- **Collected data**
--------
//! TLS 1.3 key schedule (RFC 8446 section 7.1).
//!
//! ```text
//!             0
//!             |
//!             v
//!     0 ->  HKDF-Extract = Early Secret
//!             |
//!       Derive-Secret(., "derived", "")
//!             v
//!   ECDHE -> HKDF-Extract = Handshake Secret
//!             |
//!             +-> Derive-Secret(., "c hs traffic", CH..SH)
//!             +-> Derive-Secret(., "s hs traffic", CH..SH)
//!             |
//!       Derive-Secret(., "derived", "")
//!             v
//!     0  ->  HKDF-Extract = Master Secret
//!             |
//!             +-> Derive-Secret(., "c ap traffic", CH..server Finished)
//!             +-> Derive-Secret(., "s ap traffic", CH..server Finished)
//! ```
//!
//! Every secret is as long as the suite's hash output, so SHA-384 suites
//! carry 48 byte secrets all the way down.

use crate::error::{Error, Result};
use crate::tls::Role;
use crate::tls::cipher::{CipherSuite, HashAlgorithm, IV_LEN};

/// HKDF-Expand-Label(Secret, Label, Context, Length) with the "tls13 " prefix.
pub fn hkdf_expand_label(
    hash: HashAlgorithm,
    secret: &[u8],
    label: &[u8],
    context: &[u8],
    length: usize,
) -> Result<Vec<u8>> {
    let full_label_len = 6 + label.len();
    if full_label_len > 255 || context.len() > 255 || length > u16::MAX as usize {
        return Err(Error::Contract("HKDF label, context or length out of range"));
    }

    let mut info = Vec::with_capacity(2 + 1 + full_label_len + 1 + context.len());
    info.extend_from_slice(&(length as u16).to_be_bytes());
    info.push(full_label_len as u8);
    info.extend_from_slice(b"tls13 ");
    info.extend_from_slice(label);
    info.push(context.len() as u8);
    info.extend_from_slice(context);

    let mut out = vec![0u8; length];
    hash.expand(secret, &info, &mut out)?;

    Ok(out)
}

/// Derive-Secret(Secret, Label, Messages) given the transcript hash.
pub fn derive_secret(
    hash: HashAlgorithm,
    secret: &[u8],
    label: &[u8],
    transcript_hash: &[u8],
) -> Result<Vec<u8>> {
    hkdf_expand_label(hash, secret, label, transcript_hash, hash.output_len())
}

/// Record protection key and IV for one traffic secret.
pub fn traffic_key_and_iv(suite: CipherSuite, secret: &[u8]) -> Result<(Vec<u8>, [u8; IV_LEN])> {
    let hash = suite.hash();
    let key = hkdf_expand_label(hash, secret, b"key", &[], suite.key_len())?;
    let iv_bytes = hkdf_expand_label(hash, secret, b"iv", &[], IV_LEN)?;

    let mut iv = [0u8; IV_LEN];
    iv.copy_from_slice(&iv_bytes);

    Ok((key, iv))
}

/// verify_data = HMAC(finished_key, transcript_hash) where
/// finished_key = HKDF-Expand-Label(base_key, "finished", "", Hash.length).
pub fn finished_verify_data(hash: HashAlgorithm, base_key: &[u8], transcript_hash: &[u8]) -> Result<Vec<u8>> {
    let finished_key = hkdf_expand_label(hash, base_key, b"finished", &[], hash.output_len())?;
    hash.hmac(&finished_key, transcript_hash)
}

/// Checks a peer's Finished in constant time.
pub fn verify_finished(
    hash: HashAlgorithm,
    base_key: &[u8],
    transcript_hash: &[u8],
    received: &[u8],
) -> Result<bool> {
    let finished_key = hkdf_expand_label(hash, base_key, b"finished", &[], hash.output_len())?;
    hash.verify_hmac(&finished_key, transcript_hash, received)
}

/// application_traffic_secret_N+1, installed on KeyUpdate.
pub fn next_traffic_secret(hash: HashAlgorithm, secret: &[u8]) -> Result<Vec<u8>> {
    hkdf_expand_label(hash, secret, b"traffic upd", &[], hash.output_len())
}

/// Client and server traffic secrets of one epoch.
///
/// A new epoch produces a new value; installed secrets are never modified.
#[derive(Clone, PartialEq, Eq)]
pub struct TrafficSecrets {
    pub client: Vec<u8>,
    pub server: Vec<u8>,
}

impl TrafficSecrets {
    /// Secret protecting what `role` sends.
    pub fn sender(&self, role: Role) -> &[u8] {
        match role {
            Role::Client => &self.client,
            Role::Server => &self.server,
        }
    }

    /// Secret protecting what `role` receives.
    pub fn receiver(&self, role: Role) -> &[u8] {
        match role {
            Role::Client => &self.server,
            Role::Server => &self.client,
        }
    }
}

impl std::fmt::Debug for TrafficSecrets {
    fn fmt(&self, f: &mut std::fmt::Formatter<'_>) -> std::fmt::Result {
        f.debug_struct("TrafficSecrets").finish_non_exhaustive()
    }
}

/// TLS 1.3 key schedule state without PSK.
pub struct KeySchedule {
    hash: HashAlgorithm,
    early_secret: Vec<u8>,
    handshake_secret: Option<Vec<u8>>,
    #[cfg(test)]
    master_secret: Option<Vec<u8>>,
}

impl KeySchedule {
    /// Early Secret = HKDF-Extract(salt = 0, ikm = 0).
    pub fn new(hash: HashAlgorithm) -> Self {
        let zeros = vec![0u8; hash.output_len()];

        Self {
            hash,
            early_secret: hash.extract(&zeros, &zeros),
            handshake_secret: None,
            #[cfg(test)]
            master_secret: None,
        }
    }

    pub fn hash(&self) -> HashAlgorithm {
        self.hash
    }

    #[cfg(test)]
    fn early_secret(&self) -> &[u8] {
        &self.early_secret
    }

    /// Mixes in the ECDHE secret and derives the handshake traffic secrets.
    ///
    /// `transcript_hash` covers ClientHello..ServerHello.
    pub fn derive_handshake_secrets(&mut self, shared_secret: &[u8], transcript_hash: &[u8]) -> Result<TrafficSecrets> {
        let salt = self.derived(&self.early_secret)?;
        let handshake_secret = self.hash.extract(&salt, shared_secret);

        let secrets = TrafficSecrets {
            client: derive_secret(self.hash, &handshake_secret, b"c hs traffic", transcript_hash)?,
            server: derive_secret(self.hash, &handshake_secret, b"s hs traffic", transcript_hash)?,
        };

        self.handshake_secret = Some(handshake_secret);
        Ok(secrets)
    }

    /// Derives the master secret and the application traffic secrets.
    ///
    /// `transcript_hash` covers ClientHello..server Finished.
    pub fn derive_application_secrets(&mut self, transcript_hash: &[u8]) -> Result<TrafficSecrets> {
        let Some(handshake_secret) = self.handshake_secret.as_deref() else {
            return Err(Error::Contract("handshake secret not derived yet"));
        };

        let salt = self.derived(handshake_secret)?;
        let zeros = vec![0u8; self.hash.output_len()];
        let master_secret = self.hash.extract(&salt, &zeros);

        let secrets = TrafficSecrets {
            client: derive_secret(self.hash, &master_secret, b"c ap traffic", transcript_hash)?,
            server: derive_secret(self.hash, &master_secret, b"s ap traffic", transcript_hash)?,
        };

        #[cfg(test)]
        {
            self.master_secret = Some(master_secret);
        }
        Ok(secrets)
    }

    /// Derive-Secret(secret, "derived", "").
    fn derived(&self, secret: &[u8]) -> Result<Vec<u8>> {
        derive_secret(self.hash, secret, b"derived", &self.hash.digest(&[]))
    }

    #[cfg(test)]
    fn handshake_secret(&self) -> Option<&[u8]> {
        self.handshake_secret.as_deref()
    }

    #[cfg(test)]
    fn master_secret(&self) -> Option<&[u8]> {
        self.master_secret.as_deref()
    }
}
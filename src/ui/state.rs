//! UI state management

use bevy::prelude::*;

/// Persistent state for the Mission Control panel.
#[derive(Resource)]
pub struct PanelUi {
    /// Whether the per-body speed rows are shown.
    pub expanded: bool,
}

impl Default for PanelUi {
    fn default() -> Self {
        // Collapsed until asked for, so the scene keeps the screen.
        Self { expanded: false }
    }
}
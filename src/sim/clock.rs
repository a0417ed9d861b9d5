//! Pause-aware animation clock.

use bevy::prelude::*;

/// Animation clock decoupled from the engine's frame clock.
///
/// `delta` is zero while paused and `elapsed` accumulates unpaused time
/// only, so resuming never produces a catch-up step. The engine already
/// bounds the frame delta fed in here, so a stalled window cannot inject
/// a huge jump either.
#[derive(Resource, Default)]
pub struct SimClock {
    pub paused: bool,
    delta: f32,
    elapsed: f64,
}

impl SimClock {
    /// Animation timestep for the current frame, zero while paused.
    pub fn delta(&self) -> f32 {
        self.delta
    }

    /// Seconds of unpaused animation time since startup.
    pub fn elapsed(&self) -> f64 {
        self.elapsed
    }

    /// Feed one frame of wall time into the clock.
    pub fn tick(&mut self, frame_delta: f32) {
        if self.paused {
            self.delta = 0.0;
        } else {
            self.delta = frame_delta;
            self.elapsed += f64::from(frame_delta);
        }
    }

    /// Flip the paused flag and report the new state.
    pub fn toggle_paused(&mut self) -> bool {
        self.paused = !self.paused;
        if self.paused {
            self.delta = 0.0;
        }
        self.paused
    }
}

/// Advance the animation clock from the engine's frame time.
pub fn advance_sim_clock(time: Res<Time>, mut clock: ResMut<SimClock>) {
    clock.tick(time.delta_secs());
}

#[cfg(test)]
mod tests {
    use super::*;

    #[test]
    fn ticking_accumulates_elapsed_time() {
        let mut clock = SimClock::default();
        clock.tick(0.5);
        clock.tick(0.25);
        assert_eq!(clock.delta(), 0.25);
        assert!((clock.elapsed() - 0.75).abs() < 1e-9);
    }

    #[test]
    fn paused_clock_ignores_wall_time() {
        let mut clock = SimClock::default();
        clock.tick(1.0);
        assert!(clock.toggle_paused());
        clock.tick(100.0);
        clock.tick(100.0);
        assert_eq!(clock.delta(), 0.0);
        assert!((clock.elapsed() - 1.0).abs() < 1e-9);
    }

    #[test]
    fn resume_continues_without_a_jump() {
        let mut clock = SimClock::default();
        clock.tick(1.0);
        clock.toggle_paused();
        clock.tick(500.0);
        assert!(!clock.toggle_paused());
        clock.tick(0.016);
        assert_eq!(clock.delta(), 0.016);
        assert!((clock.elapsed() - 1.016).abs() < 1e-6);
    }
}
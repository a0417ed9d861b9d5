//! Mission Control panel and the title overlay.

use bevy::prelude::*;
use bevy_egui::EguiContexts;
use bevy_egui::egui::{self, Color32};

use crate::catalog::{BodyRecord, MAX_SPEED, MIN_SPEED, PLANETS, SPEED_STEP};
use crate::picking::SelectedBody;
use crate::sim::{OrbitSpeeds, SimClock};
use crate::ui::state::PanelUi;
use crate::ui::toast::Notice;

const ACCENT: Color32 = Color32::from_rgb(0x60, 0xa5, 0xfa);

/// Convert a catalog color to an egui color.
fn body_color32(body: &BodyRecord) -> Color32 {
    Color32::from_rgb(body.rgb[0], body.rgb[1], body.rgb[2])
}

/// Render the title overlay and the Mission Control window.
pub fn control_panel_system(
    mut contexts: EguiContexts,
    mut panel: ResMut<PanelUi>,
    mut speeds: ResMut<OrbitSpeeds>,
    mut clock: ResMut<SimClock>,
    selected: Res<SelectedBody>,
    mut notices: EventWriter<Notice>,
) {
    let Ok(ctx) = contexts.ctx_mut() else {
        return;
    };

    egui::Area::new(egui::Id::new("headline"))
        .anchor(egui::Align2::LEFT_TOP, egui::vec2(24.0, 24.0))
        .show(ctx, |ui| {
            ui.heading(
                egui::RichText::new("Interactive Solar System")
                    .size(28.0)
                    .strong(),
            );
            ui.label(
                egui::RichText::new("Explore the planets and control their orbital speeds")
                    .color(Color32::LIGHT_GRAY),
            );
        });

    egui::Window::new("Mission Control")
        .anchor(egui::Align2::RIGHT_BOTTOM, egui::vec2(-24.0, -24.0))
        .default_width(320.0)
        .resizable(false)
        .collapsible(false)
        .show(ctx, |ui| {
            ui.horizontal(|ui| {
                let pause_label = if clock.paused { "Resume" } else { "Pause" };
                if ui.small_button(pause_label).clicked() {
                    let paused = clock.toggle_paused();
                    let message = if paused {
                        "Animation paused"
                    } else {
                        "Animation resumed"
                    };
                    info!("{}", message);
                    notices.write(Notice::new(message));
                }
                if ui.small_button("Reset").clicked() {
                    speeds.reset();
                    info!("planet speeds reset to default");
                    notices.write(Notice::new("Planet speeds reset to default"));
                }
                let expand_label = if panel.expanded { "Collapse" } else { "Expand" };
                if ui.small_button(expand_label).clicked() {
                    panel.expanded = !panel.expanded;
                }
            });

            if let Some(name) = selected.name() {
                ui.colored_label(ACCENT, format!("Selected: {}", name));
            }

            if !panel.expanded {
                return;
            }

            ui.separator();
            ui.label(
                egui::RichText::new(
                    "Adjust orbital speeds • Click planets to select • Drag to rotate view",
                )
                .small()
                .color(Color32::GRAY),
            );

            egui::ScrollArea::vertical().max_height(320.0).show(ui, |ui| {
                for (index, body) in PLANETS.iter().enumerate() {
                    ui.separator();
                    ui.horizontal(|ui| {
                        ui.colored_label(body_color32(body), "●");
                        let name_color = if selected.0 == Some(index) {
                            ACCENT
                        } else {
                            Color32::WHITE
                        };
                        ui.colored_label(name_color, body.name);
                        ui.with_layout(
                            egui::Layout::right_to_left(egui::Align::Center),
                            |ui| {
                                ui.label(
                                    egui::RichText::new(format!("{:.1}x", speeds.get(index)))
                                        .small()
                                        .color(Color32::GRAY),
                                );
                            },
                        );
                    });
                    let mut value = speeds.get(index);
                    let slider = egui::Slider::new(&mut value, MIN_SPEED..=MAX_SPEED)
                        .step_by(SPEED_STEP)
                        .show_value(false);
                    if ui.add(slider).changed() {
                        speeds.set(index, value);
                    }
                    ui.label(
                        egui::RichText::new(body.blurb)
                            .small()
                            .color(Color32::GRAY),
                    );
                }
            });
        });
}
//! Interactive solar system viewer: an orbiting camera over a sun,
//! eight planets and a star backdrop, with a Mission Control panel.

use anyhow::Context;
use bevy::core_pipeline::tonemapping::Tonemapping;
use bevy::picking::mesh_picking::MeshPickingPlugin;
use bevy::prelude::*;
use bevy::window::{PresentMode, Window, WindowPlugin};
use bevy_egui::EguiPlugin;

mod camera;
mod catalog;
mod picking;
mod scene;
mod sim;
mod ui;

use camera::{CameraConfig, CameraPlugin, OrbitCamera};
use picking::PickingPlugin;
use scene::ScenePlugin;
use sim::SimPlugin;
use ui::{Notice, UiPlugin};

fn main() -> anyhow::Result<AppExit> {
    catalog::validate(catalog::PLANETS).context("invalid body catalog")?;

    let mut app = App::new();

    app.add_plugins(
        DefaultPlugins.set(WindowPlugin {
            primary_window: Some(Window {
                title: "Solar System".to_string(),
                present_mode: PresentMode::AutoVsync,
                ..default()
            }),
            ..default()
        }),
    );

    app.add_plugins(EguiPlugin {
        enable_multipass_for_primary_context: true,
    });
    app.add_plugins(MeshPickingPlugin);

    app.add_plugins(ScenePlugin);
    app.add_plugins(SimPlugin);
    app.add_plugins(CameraPlugin);
    app.add_plugins(PickingPlugin);
    app.add_plugins(UiPlugin);
    app.add_systems(Startup, (setup_camera, greet));

    Ok(app.run())
}

fn setup_camera(mut commands: Commands, config: Res<CameraConfig>) {
    let orbit = OrbitCamera::from_position(config.start_position);
    commands.spawn((
        Camera3d::default(),
        Projection::Perspective(PerspectiveProjection {
            fov: 75.0_f32.to_radians(),
            near: 0.1,
            far: 1000.0,
            ..default()
        }),
        Camera {
            // Near-black deep blue behind the starfield.
            clear_color: ClearColorConfig::Custom(Color::srgb_u8(0x00, 0x00, 0x11)),
            ..default()
        },
        Tonemapping::TonyMcMapface,
        Transform::from_translation(orbit.position()).looking_at(Vec3::ZERO, Vec3::Y),
        orbit,
    ));
}

/// One-time startup notice.
fn greet(mut notices: EventWriter<Notice>) {
    info!("solar system scene ready");
    notices.write(Notice::new(
        "Solar System initialized! Click and drag to explore, scroll to zoom.",
    ));
}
--------
- **WHAT YOU ARE ASKED TO DO**
Show me every line in the data above that includes "anchor".

- **EXPECTED ANSWER**
        .anchor(egui::Align2::LEFT_TOP, egui::vec2(24.0, 24.0))
        .anchor(egui::Align2::RIGHT_BOTTOM, egui::vec2(-24.0, -24.0))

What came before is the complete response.